II.    A Sanction Requiring Reports to be Deemed Unsubstantiated after
       90 Days is Not Required to Protect Mother’s Due Process Rights

       Mother claims that the Children’s Division’s failure to comply with the 90-day

deadline in section 210.152.2 violated her constitutional rights to due process and that

this violation justifies the trial court’s decision to impose the sanction it did even though

it was not approved by the legislature. This claim lacks merit.

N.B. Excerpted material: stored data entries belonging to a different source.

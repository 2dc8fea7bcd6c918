//! Presentation mapping: message text to structured intent
//!
//! Dialog logic never branches on display captions. This layer owns the
//! captions (the transport renders them as quick-reply buttons) and maps
//! whatever the user typed or tapped onto an [`Intent`]. Swapping the
//! display language touches only this file.

/// Button captions and command strings understood by the bot
pub mod captions {
    pub const ADD_MEDICINE: &str = "➕ Add medicine";
    pub const ADD_MORE: &str = "➕ Add more";
    pub const MY_MEDICINES: &str = "📋 My medicines";
    pub const DELETE_MEDICINE: &str = "🗑 Delete medicine";
    pub const DELETE_ALL: &str = "⚠️ Delete ALL medicines";
    pub const CHANGE_TIMEZONE: &str = "🌍 Change timezone";
    pub const HELP: &str = "❓ Help";
    pub const MAIN_MENU: &str = "🏠 Main menu";
    pub const CANCEL: &str = "❌ Cancel";
    pub const SAVE: &str = "✅ Save";
    pub const EDIT: &str = "✏️ Edit";
    pub const YES: &str = "Yes";
    pub const NO: &str = "No";
    pub const CONFIRM_DELETE: &str = "✅ Yes, delete";
    pub const DELETE_ALL_FIRST: &str = "⚠️ YES, delete everything";
    pub const NO_CANCEL: &str = "❌ No, cancel";
    pub const KEEP_ALL: &str = "❌ No, keep my medicines";
    /// Exact token required by the final delete-all confirmation
    pub const DELETE_ALL_TOKEN: &str = "🚨 I CONFIRM THE DELETION";

    pub const PRESET_MORNING: &str = "Morning 08:00";
    pub const PRESET_NOON: &str = "Noon 14:00";
    pub const PRESET_EVENING: &str = "Evening 20:00";
}

/// Normalized meaning of one inbound message
#[derive(Debug, Clone, PartialEq, Eq)]
pub enum Intent {
    Start,
    AddMedicine,
    ListMedicines,
    DeleteMedicine,
    DeleteAll,
    ChangeTimezone,
    Help,
    MainMenu,
    Cancel,
    Save,
    Edit,
    Yes,
    No,
    ConfirmDelete,
    ConfirmDeleteAllFirst,
    ConfirmDeleteAllFinal,
    /// Anything else: free-form input for the current state to interpret
    Text(String),
}

impl Intent {
    pub fn parse(text: &str) -> Intent {
        let text = text.trim();
        match text {
            "/start" => Intent::Start,
            "/cancel" => Intent::Cancel,
            "/help" => Intent::Help,
            captions::ADD_MEDICINE | captions::ADD_MORE => Intent::AddMedicine,
            captions::MY_MEDICINES => Intent::ListMedicines,
            captions::DELETE_MEDICINE => Intent::DeleteMedicine,
            captions::DELETE_ALL => Intent::DeleteAll,
            captions::CHANGE_TIMEZONE => Intent::ChangeTimezone,
            captions::HELP => Intent::Help,
            captions::MAIN_MENU => Intent::MainMenu,
            captions::CANCEL => Intent::Cancel,
            captions::SAVE => Intent::Save,
            captions::EDIT => Intent::Edit,
            captions::YES => Intent::Yes,
            captions::NO | captions::NO_CANCEL | captions::KEEP_ALL => Intent::No,
            captions::CONFIRM_DELETE => Intent::ConfirmDelete,
            captions::DELETE_ALL_FIRST => Intent::ConfirmDeleteAllFirst,
            captions::DELETE_ALL_TOKEN => Intent::ConfirmDeleteAllFinal,
            _ => Intent::Text(text.to_string()),
        }
    }
}

/// Resolve a preset time caption to its canonical time
pub fn preset_time(text: &str) -> Option<&'static str> {
    match text.trim() {
        captions::PRESET_MORNING => Some("08:00"),
        captions::PRESET_NOON => Some("14:00"),
        captions::PRESET_EVENING => Some("20:00"),
        _ => None,
    }
}
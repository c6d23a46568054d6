//! Autocomplete endpoints

use axum::{
    extract::{Query, State},
    Json,
};
use serde::Deserialize;

use crate::{ApiError, ApiResult, AppState};

#[derive(Debug, Default, Deserialize)]
#[serde(default)]
pub struct SuggestParams {
    pub query: String,
}

/// GET /api/suggest?query=
///
/// Artist and member names tagged with their kind.
pub async fn suggest_names(
    State(state): State<AppState>,
    Query(params): Query<SuggestParams>,
) -> ApiResult<Json<Vec<String>>> {
    match state.engine.suggest_names(&params.query).await {
        Ok(names) => Ok(Json(names)),
        Err(e) => Err(state.record_error(ApiError::from(e)).await),
    }
}

/// GET /api/suggest/geo?query=
pub async fn suggest_locations(
    State(state): State<AppState>,
    Query(params): Query<SuggestParams>,
) -> ApiResult<Json<Vec<String>>> {
    match state.engine.suggest_locations(&params.query).await {
        Ok(places) => Ok(Json(places)),
        Err(e) => Err(state.record_error(ApiError::from(e)).await),
    }
}
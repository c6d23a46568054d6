//! In-memory data source serving a fixed catalog

use super::DataSource;
use crate::models::{ApiIndex, Artist, Catalog, DateRecord, LocationRecord, RelationRecord};
use groupie_common::Result;

/// Serves a fixed [`Catalog`]; collection URLs are ignored
#[derive(Debug, Clone, Default)]
pub struct InMemorySource {
    catalog: Catalog,
}

impl InMemorySource {
    pub fn new(catalog: Catalog) -> Self {
        Self { catalog }
    }
}

#[async_trait::async_trait]
impl DataSource for InMemorySource {
    async fn fetch_index(&self) -> Result<ApiIndex> {
        Ok(ApiIndex {
            artists: "memory://artists".to_string(),
            locations: "memory://locations".to_string(),
            dates: "memory://dates".to_string(),
            relation: "memory://relation".to_string(),
        })
    }

    async fn fetch_artists(&self, _url: &str) -> Result<Vec<Artist>> {
        Ok(self.catalog.artists.clone())
    }

    async fn fetch_locations(&self, _url: &str) -> Result<Vec<LocationRecord>> {
        Ok(self.catalog.locations.clone())
    }

    async fn fetch_dates(&self, _url: &str) -> Result<Vec<DateRecord>> {
        Ok(self.catalog.dates.clone())
    }

    async fn fetch_relations(&self, _url: &str) -> Result<Vec<RelationRecord>> {
        Ok(self.catalog.relations.clone())
    }
}
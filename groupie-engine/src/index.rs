//! Correlation Index
//!
//! Per-request id -> record lookup over the four collections. Records are
//! kept in their collection vectors; the maps hold positions into them, keyed
//! by each record's declared `id` field. Positions in one collection say
//! nothing about positions in another.

use crate::models::{Artist, ArtistId, Catalog, DateRecord, LocationRecord, RelationRecord};
use groupie_common::{Error, Result};
use std::collections::HashMap;
use tracing::debug;

/// Records of the secondary collections that share one identifier.
/// Each part is independently optional.
#[derive(Debug, Clone, Copy, Default)]
pub struct Correlated<'a> {
    pub location: Option<&'a LocationRecord>,
    pub dates: Option<&'a DateRecord>,
    pub relation: Option<&'a RelationRecord>,
}

/// Read-only, request-scoped lookup structure
#[derive(Debug)]
pub struct CorrelationIndex {
    catalog: Catalog,
    locations: HashMap<ArtistId, usize>,
    dates: HashMap<ArtistId, usize>,
    relations: HashMap<ArtistId, usize>,
}

/// Map id -> first position carrying it
fn positions<T>(records: &[T], id_of: impl Fn(&T) -> ArtistId) -> HashMap<ArtistId, usize> {
    let mut map = HashMap::with_capacity(records.len());
    for (pos, record) in records.iter().enumerate() {
        map.entry(id_of(record)).or_insert(pos);
    }
    map
}

impl CorrelationIndex {
    pub fn build(catalog: Catalog) -> Self {
        let locations = positions(&catalog.locations, |r| r.id);
        let dates = positions(&catalog.dates, |r| r.id);
        let relations = positions(&catalog.relations, |r| r.id);

        debug!(
            artists = catalog.artists.len(),
            locations = locations.len(),
            dates = dates.len(),
            relations = relations.len(),
            "Built correlation index"
        );

        Self {
            catalog,
            locations,
            dates,
            relations,
        }
    }

    /// Secondary records for `id`; absence is not an error
    pub fn lookup(&self, id: ArtistId) -> Correlated<'_> {
        Correlated {
            location: self.locations.get(&id).map(|&p| &self.catalog.locations[p]),
            dates: self.dates.get(&id).map(|&p| &self.catalog.dates[p]),
            relation: self.relations.get(&id).map(|&p| &self.catalog.relations[p]),
        }
    }

    /// The artist carrying `id`
    ///
    /// # Errors
    /// `Error::NotFound` when no artist has that id, which means another
    /// collection refers to an artist the artist collection does not know.
    pub fn resolve_artist(&self, id: ArtistId) -> Result<&Artist> {
        self.catalog
            .artists
            .iter()
            .find(|a| a.id == id)
            .ok_or_else(|| Error::NotFound(format!("no artist with id {}", id)))
    }

    /// Id of the artist whose name equals `name` exactly
    pub fn artist_id_by_name(&self, name: &str) -> Option<ArtistId> {
        self.catalog
            .artists
            .iter()
            .find(|a| a.name == name)
            .map(|a| a.id)
    }

    pub fn artists(&self) -> &[Artist] {
        &self.catalog.artists
    }

    pub fn location_records(&self) -> &[LocationRecord] {
        &self.catalog.locations
    }

    pub fn date_records(&self) -> &[DateRecord] {
        &self.catalog.dates
    }

    pub fn relation_records(&self) -> &[RelationRecord] {
        &self.catalog.relations
    }
}
//! Test Helper Utilities
//!
//! Router fixtures for groupie-server integration tests
#![allow(dead_code)]

use async_trait::async_trait;
use axum::body::Body;
use axum::http::Request;
use groupie_common::{Error, Result};
use groupie_engine::models::ApiIndex;
use groupie_engine::{
    Artist, ArtistId, Catalog, DataSource, DateRecord, InMemorySource, LocationRecord,
    QueryEngine, RelationRecord,
};
use groupie_server::{build_router, AppState};
use http_body_util::BodyExt;
use serde_json::Value;
use std::collections::BTreeMap;
use std::sync::Arc;

fn artist(id: ArtistId, name: &str, members: &[&str], year: i32, first_album: &str) -> Artist {
    Artist {
        id,
        image: format!("https://example.test/{}.jpeg", id),
        name: name.to_string(),
        members: members.iter().map(|m| m.to_string()).collect(),
        creation_date: year,
        first_album: first_album.to_string(),
        locations: String::new(),
        concert_dates: String::new(),
        relations: String::new(),
        show_concert: false,
    }
}

fn strings(values: &[&str]) -> Vec<String> {
    values.iter().map(|v| v.to_string()).collect()
}

/// Three artists; Daft Punk (id 3) has no secondary records
pub fn catalog() -> Catalog {
    let mut relation_1 = BTreeMap::new();
    relation_1.insert("dunedin-new_zealand".to_string(), strings(&["10-02-2020"]));
    relation_1.insert("london-uk".to_string(), strings(&["03-07-2019"]));
    let mut relation_2 = BTreeMap::new();
    relation_2.insert("london-uk".to_string(), strings(&["10-02-2020"]));

    Catalog {
        artists: vec![
            artist(1, "SOJA", &["Jacob Hemphill", "Bob Jefferson"], 1997, "05-06-2009"),
            artist(2, "Arctic Monkeys", &["Alex Turner", "Matt Helders", "Jamie Cook", "Nick O'Malley"], 2002, "23-01-2006"),
            artist(3, "Daft Punk", &["Thomas Bangalter", "Guy-Manuel de Homem-Christo"], 1993, "20-01-1997"),
        ],
        locations: vec![
            LocationRecord {
                id: 1,
                locations: strings(&["dunedin-new_zealand", "london-uk"]),
                dates: String::new(),
            },
            LocationRecord {
                id: 2,
                locations: strings(&["london-uk"]),
                dates: String::new(),
            },
        ],
        dates: vec![
            DateRecord {
                id: 1,
                dates: strings(&["*10-02-2020", "03-07-2019"]),
            },
            DateRecord {
                id: 2,
                dates: strings(&["10-02-2020"]),
            },
        ],
        relations: vec![
            RelationRecord {
                id: 1,
                dates_locations: relation_1,
            },
            RelationRecord {
                id: 2,
                dates_locations: relation_2,
            },
        ],
    }
}

/// Fails every upstream call
pub struct DownSource;

#[async_trait]
impl DataSource for DownSource {
    async fn fetch_index(&self) -> Result<ApiIndex> {
        Err(Error::fetch("index", "connection refused"))
    }

    async fn fetch_artists(&self, _url: &str) -> Result<Vec<Artist>> {
        Err(Error::fetch("artists", "connection refused"))
    }

    async fn fetch_locations(&self, _url: &str) -> Result<Vec<LocationRecord>> {
        Err(Error::fetch("locations", "connection refused"))
    }

    async fn fetch_dates(&self, _url: &str) -> Result<Vec<DateRecord>> {
        Err(Error::fetch("dates", "connection refused"))
    }

    async fn fetch_relations(&self, _url: &str) -> Result<Vec<RelationRecord>> {
        Err(Error::fetch("relation", "connection refused"))
    }
}

pub fn state_with(source: Arc<dyn DataSource>) -> AppState {
    AppState::new(QueryEngine::new(source))
}

pub fn test_state() -> AppState {
    state_with(Arc::new(InMemorySource::new(catalog())))
}

pub fn setup_app() -> axum::Router {
    build_router(test_state())
}

pub fn test_request(uri: &str) -> Request<Body> {
    Request::builder()
        .method("GET")
        .uri(uri)
        .body(Body::empty())
        .unwrap()
}

pub async fn extract_json(body: Body) -> Value {
    let bytes = body.collect().await.expect("Should read body").to_bytes();
    serde_json::from_slice(&bytes).expect("Should parse JSON")
}

pub fn names(body: &Value) -> Vec<String> {
    body["artists"]
        .as_array()
        .expect("artists array")
        .iter()
        .map(|a| a["name"].as_str().unwrap_or_default().to_string())
        .collect()
}
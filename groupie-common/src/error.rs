//! Common error types for groupie

use thiserror::Error;

/// Common result type for groupie operations
pub type Result<T> = std::result::Result<T, Error>;

/// Common error types across the groupie crates
///
/// An empty result set is never an error; it is an `Ok` with no artists.
#[derive(Error, Debug)]
pub enum Error {
    /// Network, status or decode failure on an upstream collection
    #[error("Fetch failed: {0}")]
    Fetch(String),

    /// Invalid user input or request parameter (e.g. unparseable date)
    #[error("Invalid input: {0}")]
    InvalidInput(String),

    /// Identifier present in one collection but absent from the artists
    #[error("Not found: {0}")]
    NotFound(String),

    /// Configuration loading or validation error
    #[error("Configuration error: {0}")]
    Config(String),
}

impl Error {
    /// Build a fetch error naming the collection that failed
    pub fn fetch(collection: &str, detail: impl std::fmt::Display) -> Self {
        Error::Fetch(format!("{}: {}", collection, detail))
    }
}
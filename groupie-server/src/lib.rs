//! groupie-server library - JSON surface over the query engine
//!
//! Handlers stay thin: they translate query parameters, call
//! [`QueryEngine`] and map engine errors onto HTTP statuses.

use axum::Router;
use chrono::{DateTime, Utc};
use groupie_engine::QueryEngine;
use std::sync::Arc;
use tokio::sync::RwLock;
use tower_http::cors::CorsLayer;
use tower_http::trace::TraceLayer;

pub mod api;
pub mod error;

pub use error::{ApiError, ApiResult};

/// Application state shared across HTTP handlers
#[derive(Clone)]
pub struct AppState {
    /// Query engine over the configured data source
    pub engine: QueryEngine,
    /// Server startup time, reported as uptime by /health
    pub startup_time: DateTime<Utc>,
    /// Last failed request, for diagnostics
    pub last_error: Arc<RwLock<Option<String>>>,
}

impl AppState {
    /// Create new application state
    pub fn new(engine: QueryEngine) -> Self {
        Self {
            engine,
            startup_time: Utc::now(),
            last_error: Arc::new(RwLock::new(None)),
        }
    }

    /// Log a failed request and remember it for /health
    pub async fn record_error(&self, err: ApiError) -> ApiError {
        tracing::error!("Request failed: {}", err);
        *self.last_error.write().await = Some(err.to_string());
        err
    }
}

/// Build application router
pub fn build_router(state: AppState) -> Router {
    use axum::routing::get;

    let api = Router::new()
        .route("/api/search", get(api::search))
        .route("/api/suggest", get(api::suggest_names))
        .route("/api/suggest/geo", get(api::suggest_locations))
        .route("/api/artists/:id", get(api::artist_detail));

    Router::new()
        .merge(api)
        .merge(api::health_routes())
        .layer(TraceLayer::new_for_http())
        .layer(CorsLayer::permissive())
        .with_state(state)
}
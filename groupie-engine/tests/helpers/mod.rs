//! Test Helper Utilities
//!
//! Shared fixtures for groupie-engine integration tests
#![allow(dead_code)]

pub mod upstream;

use async_trait::async_trait;
use groupie_common::{Error, Result};
use groupie_engine::models::ApiIndex;
use groupie_engine::{
    Artist, ArtistId, Catalog, DataSource, DateRecord, InMemorySource, LocationRecord,
    RelationRecord,
};
use std::collections::BTreeMap;

pub use upstream::{spawn_upstream, UpstreamBehavior};

pub fn artist(id: ArtistId, name: &str, members: &[&str], year: i32, first_album: &str) -> Artist {
    Artist {
        id,
        image: String::new(),
        name: name.to_string(),
        members: members.iter().map(|m| m.to_string()).collect(),
        creation_date: year,
        first_album: first_album.to_string(),
        locations: String::new(),
        concert_dates: String::new(),
        relations: String::new(),
        show_concert: false,
    }
}

/// Small catalog with ids deliberately out of positional alignment:
/// the secondary collections list records in a different order than the
/// artists, and carry no record for artist 3.
pub fn tour_catalog() -> Catalog {
    Catalog {
        artists: vec![
            artist(1, "Queen", &["Freddie Mercury", "Brian May", "John Deacon", "Roger Taylor"], 1970, "14-12-1973"),
            artist(2, "Gorillaz", &["Damon Albarn", "Jamie Hewlett"], 1998, "26-03-2001"),
            artist(3, "Kendrick Lamar", &["Kendrick Lamar"], 2004, "02-07-2011"),
            artist(4, "Eagles", &["Don Henley", "Glenn Frey", "Joe Walsh", "Timothy B. Schmit"], 1971, "01-06-1972"),
        ],
        locations: vec![
            LocationRecord {
                id: 4,
                locations: vec!["los_angeles-usa".to_string(), "new_york-usa".to_string()],
                dates: String::new(),
            },
            LocationRecord {
                id: 1,
                locations: vec!["london-uk".to_string(), "paris-france".to_string()],
                dates: String::new(),
            },
            LocationRecord {
                id: 2,
                locations: vec!["paris-france".to_string(), "osaka-japan".to_string()],
                dates: String::new(),
            },
        ],
        dates: vec![
            DateRecord {
                id: 2,
                dates: vec!["*02-04-2019".to_string(), "10-10-2020".to_string()],
            },
            DateRecord {
                id: 4,
                dates: vec!["22-08-2019".to_string()],
            },
            DateRecord {
                id: 1,
                dates: vec!["10-10-2020".to_string(), "05-05-2021".to_string()],
            },
        ],
        relations: vec![
            relation(1, &[("london-uk", &["05-05-2021"]), ("paris-france", &["10-10-2020"])]),
            relation(2, &[("paris-france", &["02-04-2019"]), ("osaka-japan", &["10-10-2020"])]),
            relation(4, &[("los_angeles-usa", &["22-08-2019"])]),
        ],
    }
}

pub fn relation(id: ArtistId, pairs: &[(&str, &[&str])]) -> RelationRecord {
    let dates_locations: BTreeMap<String, Vec<String>> = pairs
        .iter()
        .map(|(loc, ds)| (loc.to_string(), ds.iter().map(|d| d.to_string()).collect()))
        .collect();
    RelationRecord { id, dates_locations }
}

pub fn ids(artists: &[Artist]) -> Vec<ArtistId> {
    artists.iter().map(|a| a.id).collect()
}

/// Which collection a [`FailingSource`] should fail on
#[derive(Debug, Clone, Copy, PartialEq, Eq)]
pub enum FailOn {
    Index,
    Artists,
    Locations,
    Dates,
    Relations,
}

/// Serves the fixture catalog but fails one collection
pub struct FailingSource {
    inner: InMemorySource,
    fail_on: FailOn,
}

impl FailingSource {
    pub fn new(catalog: Catalog, fail_on: FailOn) -> Self {
        Self {
            inner: InMemorySource::new(catalog),
            fail_on,
        }
    }

    fn check(&self, which: FailOn) -> Result<()> {
        if self.fail_on == which {
            Err(Error::fetch(&format!("{:?}", which).to_lowercase(), "injected failure"))
        } else {
            Ok(())
        }
    }
}

#[async_trait]
impl DataSource for FailingSource {
    async fn fetch_index(&self) -> Result<ApiIndex> {
        self.check(FailOn::Index)?;
        self.inner.fetch_index().await
    }

    async fn fetch_artists(&self, url: &str) -> Result<Vec<Artist>> {
        self.check(FailOn::Artists)?;
        self.inner.fetch_artists(url).await
    }

    async fn fetch_locations(&self, url: &str) -> Result<Vec<LocationRecord>> {
        self.check(FailOn::Locations)?;
        self.inner.fetch_locations(url).await
    }

    async fn fetch_dates(&self, url: &str) -> Result<Vec<DateRecord>> {
        self.check(FailOn::Dates)?;
        self.inner.fetch_dates(url).await
    }

    async fn fetch_relations(&self, url: &str) -> Result<Vec<RelationRecord>> {
        self.check(FailOn::Relations)?;
        self.inner.fetch_relations(url).await
    }
}
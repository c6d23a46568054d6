//! Per-artist detail

use axum::{
    extract::{Path, State},
    Json,
};
use groupie_engine::{ArtistDetail, ArtistId};

use crate::{ApiError, ApiResult, AppState};

/// GET /api/artists/:id
///
/// The artist plus its location, date and relation records, correlated by
/// identifier. Missing secondary records serialize as `null`.
pub async fn artist_detail(
    State(state): State<AppState>,
    Path(id): Path<ArtistId>,
) -> ApiResult<Json<ArtistDetail>> {
    match state.engine.artist_detail(id).await {
        Ok(detail) => Ok(Json(detail)),
        Err(e) => Err(state.record_error(ApiError::from_lookup(e)).await),
    }
}
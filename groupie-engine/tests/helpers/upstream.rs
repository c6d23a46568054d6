//! Loopback upstream API serving a catalog over real HTTP

use axum::{extract::State, http::StatusCode, routing::get, Json, Router};
use groupie_engine::Catalog;
use serde_json::{json, Value};
use std::net::SocketAddr;
use std::sync::Arc;
use std::time::Duration;

/// How the fake upstream answers the relation collection
#[derive(Debug, Clone, Copy, PartialEq, Eq)]
pub enum UpstreamBehavior {
    Healthy,
    /// Relation endpoint answers 500
    RelationServerError,
    /// Relation endpoint answers with a body that is not the expected shape
    RelationMalformed,
    /// Relation endpoint stalls for two seconds
    RelationSlow,
}

#[derive(Clone)]
struct UpstreamState {
    base: String,
    catalog: Arc<Catalog>,
    behavior: UpstreamBehavior,
}

async fn index(State(state): State<UpstreamState>) -> Json<Value> {
    Json(json!({
        "artists": format!("{}/api/artists", state.base),
        "locations": format!("{}/api/locations", state.base),
        "dates": format!("{}/api/dates", state.base),
        "relation": format!("{}/api/relation", state.base),
    }))
}

async fn artists(State(state): State<UpstreamState>) -> Json<Value> {
    Json(json!(state.catalog.artists))
}

async fn locations(State(state): State<UpstreamState>) -> Json<Value> {
    Json(json!({ "index": state.catalog.locations }))
}

async fn dates(State(state): State<UpstreamState>) -> Json<Value> {
    Json(json!({ "index": state.catalog.dates }))
}

async fn relation(State(state): State<UpstreamState>) -> (StatusCode, Json<Value>) {
    match state.behavior {
        UpstreamBehavior::Healthy => {
            (StatusCode::OK, Json(json!({ "index": state.catalog.relations })))
        }
        UpstreamBehavior::RelationServerError => (
            StatusCode::INTERNAL_SERVER_ERROR,
            Json(json!({ "error": "boom" })),
        ),
        UpstreamBehavior::RelationMalformed => {
            (StatusCode::OK, Json(json!({ "index": "not-a-list" })))
        }
        UpstreamBehavior::RelationSlow => {
            tokio::time::sleep(Duration::from_secs(2)).await;
            (StatusCode::OK, Json(json!({ "index": state.catalog.relations })))
        }
    }
}

/// Start the fake upstream on an ephemeral loopback port
///
/// Returns the URL of the index document.
pub async fn spawn_upstream(catalog: Catalog, behavior: UpstreamBehavior) -> String {
    let listener = tokio::net::TcpListener::bind("127.0.0.1:0")
        .await
        .expect("bind loopback listener");
    let addr: SocketAddr = listener.local_addr().expect("local addr");
    let base = format!("http://{}", addr);

    let state = UpstreamState {
        base: base.clone(),
        catalog: Arc::new(catalog),
        behavior,
    };

    let app = Router::new()
        .route("/api", get(index))
        .route("/api/artists", get(artists))
        .route("/api/locations", get(locations))
        .route("/api/dates", get(dates))
        .route("/api/relation", get(relation))
        .with_state(state);

    tokio::spawn(async move {
        axum::serve(listener, app).await.expect("upstream server");
    });

    format!("{}/api", base)
}
//! Filtered artist search
//!
//! Query parameters arrive as raw form values. The sentinels the search
//! form sends for "no filter" (`year=1950`, `members=0`, an absent
//! checkbox) are translated here so the engine only sees options.

use axum::{
    extract::{Query, State},
    Json,
};
use groupie_engine::{Artist, FilterQuery};
use serde::{Deserialize, Serialize};

use crate::{ApiError, ApiResult, AppState};

/// Creation year the form sends when the year slider is untouched
pub const YEAR_UNSET: i32 = 1950;

/// Member count the form sends when no member box is ticked
pub const MEMBERS_UNSET: usize = 0;

/// Query parameters for GET /api/search
#[derive(Debug, Default, Deserialize)]
#[serde(default)]
pub struct SearchParams {
    pub search: String,
    pub date: String,
    pub location: String,
    pub year: Option<String>,
    pub members: Option<String>,
    pub first_album: String,
    pub alpha: Option<String>,
    pub concert: Option<String>,
}

fn parse_number<T: std::str::FromStr>(name: &str, raw: Option<&str>) -> ApiResult<Option<T>> {
    match raw.map(str::trim) {
        None | Some("") => Ok(None),
        Some(value) => value
            .parse::<T>()
            .map(Some)
            .map_err(|_| ApiError::BadRequest(format!("{} must be a number, got {:?}", name, value))),
    }
}

fn checked(raw: Option<&str>) -> bool {
    raw == Some("on")
}

impl SearchParams {
    /// Translate form values into an engine query
    pub fn to_filter_query(&self) -> ApiResult<FilterQuery> {
        let year = parse_number::<i32>("year", self.year.as_deref())?
            .filter(|year| *year != YEAR_UNSET);
        let members = parse_number::<usize>("members", self.members.as_deref())?
            .filter(|count| *count != MEMBERS_UNSET);

        Ok(FilterQuery {
            search: self.search.clone(),
            date: Some(self.date.clone()),
            location: self.location.clone(),
            year,
            members,
            first_album: Some(self.first_album.clone()),
            alphabetical: checked(self.alpha.as_deref()),
            recent_concerts: checked(self.concert.as_deref()),
        })
    }
}

/// Search response
#[derive(Debug, Serialize)]
pub struct SearchResponse {
    pub count: usize,
    pub artists: Vec<Artist>,
}

/// GET /api/search
pub async fn search(
    State(state): State<AppState>,
    Query(params): Query<SearchParams>,
) -> ApiResult<Json<SearchResponse>> {
    let query = match params.to_filter_query() {
        Ok(query) => query,
        Err(e) => return Err(state.record_error(e).await),
    };

    match state.engine.search(&query).await {
        Ok(artists) => Ok(Json(SearchResponse {
            count: artists.len(),
            artists,
        })),
        Err(e) => Err(state.record_error(ApiError::from(e)).await),
    }
}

       In Jamison, this Court held that constitutional rights to due process protect against

deprivation, not investigation, and that due process is satisfied for purposes of the Child

Abuse Act and the central registry when an alleged perpetrator is given notice and an

opportunity to be heard before his or her name can be listed in that registry. Jamison,

218 S.W.3d at 410. Here, despite the Division’s determination that some of the

allegations of child neglect by Mother were substantiated, her name never has been

included in the central registry. She has suffered no deprivation of a property or liberty

interest to date, and, as a result, her hearing before the Board and the de novo judicial


8
   During the 2013 legislative session, the General Assembly passed bills amending sections
210.145 and 210.152. As of the date of this opinion, however, the fate of these bills is uncertain
because the Governor has not vetoed or approved these bills and the time for doing so has not
expired. Because the Court’s decision is based on the law in effect at the time of the events at
issue, these amendments would not have been controlling in this case even if these bills had been
in effect at the time of this decision. But it is worth noting that these amendments do not address
what sanction (if any) the legislature intends to be imposed when the Children’s Division fails to
comply with the deadlines in these statutes and, therefore, these amendments would not have
changed the analysis in this case even if they had been applicable.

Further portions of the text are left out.